What is being asked: Pick out and copy every line below that has the word "SessionId".

[[ Material supplied open ]]

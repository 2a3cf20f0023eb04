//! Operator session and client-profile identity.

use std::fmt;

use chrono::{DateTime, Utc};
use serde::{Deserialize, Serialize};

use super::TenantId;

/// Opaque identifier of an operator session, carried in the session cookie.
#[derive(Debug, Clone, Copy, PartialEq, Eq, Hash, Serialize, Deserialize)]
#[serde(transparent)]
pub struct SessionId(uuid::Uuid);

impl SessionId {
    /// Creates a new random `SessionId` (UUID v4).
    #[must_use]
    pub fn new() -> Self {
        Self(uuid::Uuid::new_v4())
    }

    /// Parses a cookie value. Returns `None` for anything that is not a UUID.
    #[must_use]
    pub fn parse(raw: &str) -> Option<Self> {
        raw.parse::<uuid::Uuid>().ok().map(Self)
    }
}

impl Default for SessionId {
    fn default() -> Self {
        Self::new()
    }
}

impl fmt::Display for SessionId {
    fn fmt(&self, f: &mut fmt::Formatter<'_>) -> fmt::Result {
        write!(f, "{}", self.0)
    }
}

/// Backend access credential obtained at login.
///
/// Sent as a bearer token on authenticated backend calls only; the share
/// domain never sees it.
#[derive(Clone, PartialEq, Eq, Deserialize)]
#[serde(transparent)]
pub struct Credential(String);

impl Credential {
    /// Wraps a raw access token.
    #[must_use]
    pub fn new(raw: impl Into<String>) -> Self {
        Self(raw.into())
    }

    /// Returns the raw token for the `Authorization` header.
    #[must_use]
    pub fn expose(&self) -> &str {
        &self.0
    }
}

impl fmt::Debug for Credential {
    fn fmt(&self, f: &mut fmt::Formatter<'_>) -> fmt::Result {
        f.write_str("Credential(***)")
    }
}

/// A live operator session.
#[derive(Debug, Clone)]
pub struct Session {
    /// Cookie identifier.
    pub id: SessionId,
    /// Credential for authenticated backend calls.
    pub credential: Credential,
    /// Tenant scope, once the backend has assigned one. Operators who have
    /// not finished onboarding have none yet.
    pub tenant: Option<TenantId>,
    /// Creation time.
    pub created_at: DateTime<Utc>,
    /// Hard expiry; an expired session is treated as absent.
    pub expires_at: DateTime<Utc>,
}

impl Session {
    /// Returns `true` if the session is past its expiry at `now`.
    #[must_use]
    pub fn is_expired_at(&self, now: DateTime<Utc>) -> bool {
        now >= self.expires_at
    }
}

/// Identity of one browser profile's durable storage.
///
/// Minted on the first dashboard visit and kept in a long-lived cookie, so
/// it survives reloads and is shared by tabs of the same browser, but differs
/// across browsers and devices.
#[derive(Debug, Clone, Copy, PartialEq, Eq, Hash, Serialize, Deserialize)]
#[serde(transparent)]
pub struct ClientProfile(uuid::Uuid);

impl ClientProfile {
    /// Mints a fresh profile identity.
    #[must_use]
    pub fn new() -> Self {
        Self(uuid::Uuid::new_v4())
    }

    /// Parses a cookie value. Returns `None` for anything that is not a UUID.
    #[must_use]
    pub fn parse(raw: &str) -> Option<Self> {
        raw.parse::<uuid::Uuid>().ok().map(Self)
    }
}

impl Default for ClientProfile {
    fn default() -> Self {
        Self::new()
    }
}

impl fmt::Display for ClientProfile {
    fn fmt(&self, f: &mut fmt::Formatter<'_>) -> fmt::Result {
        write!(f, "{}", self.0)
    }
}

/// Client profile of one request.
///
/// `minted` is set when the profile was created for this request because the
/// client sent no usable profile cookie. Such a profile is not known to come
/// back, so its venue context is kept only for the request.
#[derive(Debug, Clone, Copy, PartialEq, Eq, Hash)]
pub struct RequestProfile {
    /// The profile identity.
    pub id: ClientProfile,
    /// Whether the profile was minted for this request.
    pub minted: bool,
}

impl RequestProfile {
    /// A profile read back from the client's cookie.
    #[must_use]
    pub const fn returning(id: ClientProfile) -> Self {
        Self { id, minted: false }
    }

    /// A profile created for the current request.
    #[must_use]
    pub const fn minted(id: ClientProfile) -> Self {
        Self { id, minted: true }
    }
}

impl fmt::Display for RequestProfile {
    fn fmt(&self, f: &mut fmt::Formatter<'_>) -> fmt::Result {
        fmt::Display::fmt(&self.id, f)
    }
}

[[ Material supplied closed ]]
[[ Material supplied open ]]

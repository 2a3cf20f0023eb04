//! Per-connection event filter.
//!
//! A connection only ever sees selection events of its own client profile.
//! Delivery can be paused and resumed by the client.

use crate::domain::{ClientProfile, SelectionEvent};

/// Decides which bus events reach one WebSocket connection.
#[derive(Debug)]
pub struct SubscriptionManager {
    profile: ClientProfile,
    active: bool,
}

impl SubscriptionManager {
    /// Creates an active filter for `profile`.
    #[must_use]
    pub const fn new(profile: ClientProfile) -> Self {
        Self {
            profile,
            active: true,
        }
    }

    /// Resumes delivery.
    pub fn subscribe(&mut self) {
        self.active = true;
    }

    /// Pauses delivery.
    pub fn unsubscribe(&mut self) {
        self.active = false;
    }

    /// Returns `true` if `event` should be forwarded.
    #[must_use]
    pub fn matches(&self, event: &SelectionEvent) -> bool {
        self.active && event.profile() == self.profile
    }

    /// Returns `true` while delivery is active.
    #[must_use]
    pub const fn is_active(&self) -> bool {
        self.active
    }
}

[[ Material supplied closed ]]

Your response:
pub struct SessionId(uuid::Uuid);
impl SessionId {
    /// Creates a new random `SessionId` (UUID v4).
impl Default for SessionId {
impl fmt::Display for SessionId {
    pub id: SessionId,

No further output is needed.